### WORK TASK
An exact transcript of the records is what this task asks for.

### INPUT FOR THIS TASK
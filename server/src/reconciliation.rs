//! Rewind-apply-replay correction for late key events.
//!
//! A client stamps every key event with the frame it was showing when the
//! key changed. By the time the event reaches the simulation the server may
//! already be a few frames further. Reconciling moves the player back to the
//! reported frame, applies the key there and replays the skipped frames so
//! the trajectory bends where the player actually pressed the key.
//!
//! Replay only corrects position and heading. Trail cells painted and deaths
//! resolved in the meantime are not revisited.

use log::debug;
use shared::{KeyInput, Player};

#[derive(Debug, Clone, Copy, PartialEq, Eq)]
pub enum Reconciliation {
    /// The input was applied `rewound` frames in the past
    Applied { rewound: u32 },
    /// The frame was already reconciled for this player
    Stale,
    /// The frame has not been simulated yet
    Future,
}

/// Returns true if an input reported for `reported_frame` can be replayed.
pub fn in_window(player: &Player, reported_frame: u32, current_frame: u32) -> bool {
    reported_frame > player.latest_game_frame && reported_frame <= current_frame
}

/// Replays `input` as if it had happened at `reported_frame`.
///
/// Inputs outside the window `(latest_game_frame, current_frame]` leave the
/// player untouched.
pub fn reconcile(
    player: &mut Player,
    input: KeyInput,
    reported_frame: u32,
    current_frame: u32,
) -> Reconciliation {
    if !in_window(player, reported_frame, current_frame) {
        return if reported_frame > current_frame {
            Reconciliation::Future
        } else {
            Reconciliation::Stale
        };
    }

    let diff = current_frame - reported_frame;

    for _ in 0..diff {
        player.process_frame_backwards();
    }

    player.apply_input(input);

    for _ in 0..diff {
        player.process_frame();
    }

    player.latest_game_frame = reported_frame;

    debug!(
        "Player {} input {:?} reconciled {} frames back",
        player.id, input, diff
    );

    Reconciliation::Applied { rewound: diff }
}

#[cfg(test)]
mod tests {
    use super::*;
    use assert_approx_eq::assert_approx_eq;
    use shared::{BoardConfig, Key, PlayerInfo};

    fn test_player() -> Player {
        let mut player = Player::new(
            1,
            PlayerInfo {
                name: "p".to_string(),
                color: "red".to_string(),
            },
        );
        let mut rng = rand::rngs::mock::StepRng::new(0, 1);
        player.reset(&BoardConfig::default(), &mut rng);
        player.x = 400.0;
        player.y = 300.0;
        player
    }

    #[test]
    fn test_rejects_stale_frames() {
        let mut player = test_player();
        player.latest_game_frame = 10;
        let before = (player.x, player.y, player.movement_angle);

        let result = reconcile(&mut player, KeyInput::Down(Key::Left), 10, 20);

        assert_eq!(result, Reconciliation::Stale);
        assert_eq!(player.latest_game_frame, 10);
        assert_eq!((player.x, player.y, player.movement_angle), before);
        assert!(!player.left_pressed);
    }

    #[test]
    fn test_rejects_future_frames() {
        let mut player = test_player();
        let result = reconcile(&mut player, KeyInput::Down(Key::Left), 21, 20);
        assert_eq!(result, Reconciliation::Future);
        assert_eq!(player.latest_game_frame, 0);
    }

    #[test]
    fn test_current_frame_applies_without_rewind() {
        let mut player = test_player();
        let (x, y) = (player.x, player.y);

        let result = reconcile(&mut player, KeyInput::Down(Key::Right), 20, 20);

        assert_eq!(result, Reconciliation::Applied { rewound: 0 });
        assert!(player.right_pressed);
        assert_eq!((player.x, player.y), (x, y));
        assert_eq!(player.latest_game_frame, 20);
    }

    #[test]
    fn test_rewinds_and_replays() {
        let current = 50;
        let mut player = test_player();
        player.latest_game_frame = current - 5;

        let mut expected = player.clone();
        for _ in 0..3 {
            expected.process_frame_backwards();
        }
        expected.left_pressed = true;
        for _ in 0..3 {
            expected.process_frame();
        }

        let result = reconcile(&mut player, KeyInput::Down(Key::Left), current - 3, current);

        assert_eq!(result, Reconciliation::Applied { rewound: 3 });
        assert_eq!(player.latest_game_frame, current - 3);
        assert!(player.left_pressed);
        assert_approx_eq!(player.x, expected.x);
        assert_approx_eq!(player.y, expected.y);
        assert_approx_eq!(player.movement_angle, -3.0 * player.turn_speed());
    }

    #[test]
    fn test_latest_frame_never_decreases() {
        let mut player = test_player();
        let frames = [5, 3, 9, 9, 2, 12, 11];
        let mut last = 0;

        for frame in frames {
            reconcile(&mut player, KeyInput::Up(Key::Left), frame, 15);
            assert!(player.latest_game_frame >= last);
            last = player.latest_game_frame;
        }

        assert_eq!(player.latest_game_frame, 12);
    }

    #[test]
    fn test_window() {
        let mut player = test_player();
        player.latest_game_frame = 4;
        assert!(!in_window(&player, 4, 10));
        assert!(in_window(&player, 5, 10));
        assert!(in_window(&player, 10, 10));
        assert!(!in_window(&player, 11, 10));
    }
}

### TASK RESULT
filename server/src/reconciliation.rs
//! Rewind-apply-replay correction for late key events.
//!
//! A client stamps every key event with the frame it was showing when the
//! key changed. By the time the event reaches the simulation the server may
//! already be a few frames further. Reconciling moves the player back to the
//! reported frame, applies the key there and replays the skipped frames so
//! the trajectory bends where the player actually pressed the key.
//!
//! Replay only corrects position and heading. Trail cells painted and deaths
//! resolved in the meantime are not revisited.

use log::debug;
use shared::{KeyInput, Player};

#[derive(Debug, Clone, Copy, PartialEq, Eq)]
pub enum Reconciliation {
    /// The input was applied `rewound` frames in the past
    Applied { rewound: u32 },
    /// The frame was already reconciled for this player
    Stale,
    /// The frame has not been simulated yet
    Future,
}

/// Returns true if an input reported for `reported_frame` can be replayed.
pub fn in_window(player: &Player, reported_frame: u32, current_frame: u32) -> bool {
    reported_frame > player.latest_game_frame && reported_frame <= current_frame
}

/// Replays `input` as if it had happened at `reported_frame`.
///
/// Inputs outside the window `(latest_game_frame, current_frame]` leave the
/// player untouched.
pub fn reconcile(
    player: &mut Player,
    input: KeyInput,
    reported_frame: u32,
    current_frame: u32,
) -> Reconciliation {
    if !in_window(player, reported_frame, current_frame) {
        return if reported_frame > current_frame {
            Reconciliation::Future
        } else {
            Reconciliation::Stale
        };
    }

    let diff = current_frame - reported_frame;

    for _ in 0..diff {
        player.process_frame_backwards();
    }

    player.apply_input(input);

    for _ in 0..diff {
        player.process_frame();
    }

    player.latest_game_frame = reported_frame;

    debug!(
        "Player {} input {:?} reconciled {} frames back",
        player.id, input, diff
    );

    Reconciliation::Applied { rewound: diff }
}

#[cfg(test)]
mod tests {
    use super::*;
    use assert_approx_eq::assert_approx_eq;
    use shared::{BoardConfig, Key, PlayerInfo};

    fn test_player() -> Player {
        let mut player = Player::new(
            1,
            PlayerInfo {
                name: "p".to_string(),
                color: "red".to_string(),
            },
        );
        let mut rng = rand::rngs::mock::StepRng::new(0, 1);
        player.reset(&BoardConfig::default(), &mut rng);
        player.x = 400.0;
        player.y = 300.0;
        player
    }

    #[test]
    fn test_rejects_stale_frames() {
        let mut player = test_player();
        player.latest_game_frame = 10;
        let before = (player.x, player.y, player.movement_angle);

        let result = reconcile(&mut player, KeyInput::Down(Key::Left), 10, 20);

        assert_eq!(result, Reconciliation::Stale);
        assert_eq!(player.latest_game_frame, 10);
        assert_eq!((player.x, player.y, player.movement_angle), before);
        assert!(!player.left_pressed);
    }

    #[test]
    fn test_rejects_future_frames() {
        let mut player = test_player();
        let result = reconcile(&mut player, KeyInput::Down(Key::Left), 21, 20);
        assert_eq!(result, Reconciliation::Future);
        assert_eq!(player.latest_game_frame, 0);
    }

    #[test]
    fn test_current_frame_applies_without_rewind() {
        let mut player = test_player();
        let (x, y) = (player.x, player.y);

        let result = reconcile(&mut player, KeyInput::Down(Key::Right), 20, 20);

        assert_eq!(result, Reconciliation::Applied { rewound: 0 });
        assert!(player.right_pressed);
        assert_eq!((player.x, player.y), (x, y));
        assert_eq!(player.latest_game_frame, 20);
    }

    #[test]
    fn test_rewinds_and_replays() {
        let current = 50;
        let mut player = test_player();
        player.latest_game_frame = current - 5;

        let mut expected = player.clone();
        for _ in 0..3 {
            expected.process_frame_backwards();
        }
        expected.left_pressed = true;
        for _ in 0..3 {
            expected.process_frame();
        }

        let result = reconcile(&mut player, KeyInput::Down(Key::Left), current - 3, current);

        assert_eq!(result, Reconciliation::Applied { rewound: 3 });
        assert_eq!(player.latest_game_frame, current - 3);
        assert!(player.left_pressed);
        assert_approx_eq!(player.x, expected.x);
        assert_approx_eq!(player.y, expected.y);
        assert_approx_eq!(player.movement_angle, -3.0 * player.turn_speed());
    }

    #[test]
    fn test_latest_frame_never_decreases() {
        let mut player = test_player();
        let frames = [5, 3, 9, 9, 2, 12, 11];
        let mut last = 0;

        for frame in frames {
            reconcile(&mut player, KeyInput::Up(Key::Left), frame, 15);
            assert!(player.latest_game_frame >= last);
            last = player.latest_game_frame;
        }

        assert_eq!(player.latest_game_frame, 12);
    }

    #[test]
    fn test_window() {
        let mut player = test_player();
        player.latest_game_frame = 4;
        assert!(!in_window(&player, 4, 10));
        assert!(in_window(&player, 5, 10));
        assert!(in_window(&player, 10, 10));
        assert!(!in_window(&player, 11, 10));
    }
}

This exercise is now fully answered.